## DATA PROVIDED
■ ■ ■ ■ ■
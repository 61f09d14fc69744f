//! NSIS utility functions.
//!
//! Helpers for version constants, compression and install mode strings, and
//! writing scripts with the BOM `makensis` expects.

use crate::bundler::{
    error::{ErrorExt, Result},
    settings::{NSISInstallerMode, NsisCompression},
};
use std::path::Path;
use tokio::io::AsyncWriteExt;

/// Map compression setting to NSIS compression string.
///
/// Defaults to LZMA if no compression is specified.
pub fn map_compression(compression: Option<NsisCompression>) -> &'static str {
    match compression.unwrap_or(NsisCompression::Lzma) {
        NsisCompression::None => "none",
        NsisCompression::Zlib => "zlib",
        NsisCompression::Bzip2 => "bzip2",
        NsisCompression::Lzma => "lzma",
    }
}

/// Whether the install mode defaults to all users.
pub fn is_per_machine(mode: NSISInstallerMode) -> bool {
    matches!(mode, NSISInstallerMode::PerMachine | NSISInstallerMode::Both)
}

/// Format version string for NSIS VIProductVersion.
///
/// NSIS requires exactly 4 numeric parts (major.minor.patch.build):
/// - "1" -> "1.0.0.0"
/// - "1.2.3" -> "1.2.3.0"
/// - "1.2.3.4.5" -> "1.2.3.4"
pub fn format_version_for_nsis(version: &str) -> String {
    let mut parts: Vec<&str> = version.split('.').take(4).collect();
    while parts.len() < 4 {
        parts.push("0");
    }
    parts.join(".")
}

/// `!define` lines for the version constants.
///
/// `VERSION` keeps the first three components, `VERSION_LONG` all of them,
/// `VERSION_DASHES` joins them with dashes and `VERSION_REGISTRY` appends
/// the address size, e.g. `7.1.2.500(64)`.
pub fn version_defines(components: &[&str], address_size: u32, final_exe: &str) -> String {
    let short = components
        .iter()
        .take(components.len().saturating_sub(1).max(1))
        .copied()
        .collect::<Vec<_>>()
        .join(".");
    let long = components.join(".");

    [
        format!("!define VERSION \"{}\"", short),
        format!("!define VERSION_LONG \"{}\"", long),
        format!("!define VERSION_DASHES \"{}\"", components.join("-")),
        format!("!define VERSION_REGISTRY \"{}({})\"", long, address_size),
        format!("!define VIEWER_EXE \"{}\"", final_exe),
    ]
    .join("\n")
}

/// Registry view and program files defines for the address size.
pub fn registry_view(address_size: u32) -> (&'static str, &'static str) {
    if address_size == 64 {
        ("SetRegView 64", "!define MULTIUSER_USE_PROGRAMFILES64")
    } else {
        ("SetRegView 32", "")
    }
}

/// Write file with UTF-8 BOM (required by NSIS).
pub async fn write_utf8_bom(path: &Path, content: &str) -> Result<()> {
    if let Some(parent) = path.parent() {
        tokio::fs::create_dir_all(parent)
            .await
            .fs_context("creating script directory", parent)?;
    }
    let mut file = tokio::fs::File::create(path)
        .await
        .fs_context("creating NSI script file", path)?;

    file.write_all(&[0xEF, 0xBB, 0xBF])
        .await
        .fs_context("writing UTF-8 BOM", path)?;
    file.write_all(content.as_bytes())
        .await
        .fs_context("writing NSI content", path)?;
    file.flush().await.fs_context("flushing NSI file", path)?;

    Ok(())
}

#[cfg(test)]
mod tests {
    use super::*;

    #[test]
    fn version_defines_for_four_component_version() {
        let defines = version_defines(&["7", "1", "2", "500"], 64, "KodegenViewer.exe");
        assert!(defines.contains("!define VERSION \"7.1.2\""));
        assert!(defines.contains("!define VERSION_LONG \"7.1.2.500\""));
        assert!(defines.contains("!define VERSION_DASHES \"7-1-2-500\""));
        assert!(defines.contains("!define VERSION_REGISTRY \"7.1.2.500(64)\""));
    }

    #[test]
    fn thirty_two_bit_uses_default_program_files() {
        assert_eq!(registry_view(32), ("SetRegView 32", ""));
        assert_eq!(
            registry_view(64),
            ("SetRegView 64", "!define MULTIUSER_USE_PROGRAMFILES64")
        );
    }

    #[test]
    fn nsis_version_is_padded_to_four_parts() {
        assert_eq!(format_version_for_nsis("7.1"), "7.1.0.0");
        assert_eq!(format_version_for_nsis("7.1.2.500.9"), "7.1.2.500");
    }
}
■ ■ ■ ■ ■
## INSTRUCTIONS FOR THE TASK
Lines after the one containing "pub fn is_per_machine(mode: NSISInstallerMode)" are not wanted; repeat exactly each line above from the first up to and including it.

## TASK ANSWER
repository 61f09d14fc69744f
//! NSIS utility functions.
//!
//! Helpers for version constants, compression and install mode strings, and
//! writing scripts with the BOM `makensis` expects.

use crate::bundler::{
    error::{ErrorExt, Result},
    settings::{NSISInstallerMode, NsisCompression},
};
use std::path::Path;
use tokio::io::AsyncWriteExt;

/// Map compression setting to NSIS compression string.
///
/// Defaults to LZMA if no compression is specified.
pub fn map_compression(compression: Option<NsisCompression>) -> &'static str {
    match compression.unwrap_or(NsisCompression::Lzma) {
        NsisCompression::None => "none",
        NsisCompression::Zlib => "zlib",
        NsisCompression::Bzip2 => "bzip2",
        NsisCompression::Lzma => "lzma",
    }
}

/// Whether the install mode defaults to all users.
pub fn is_per_machine(mode: NSISInstallerMode) -> bool {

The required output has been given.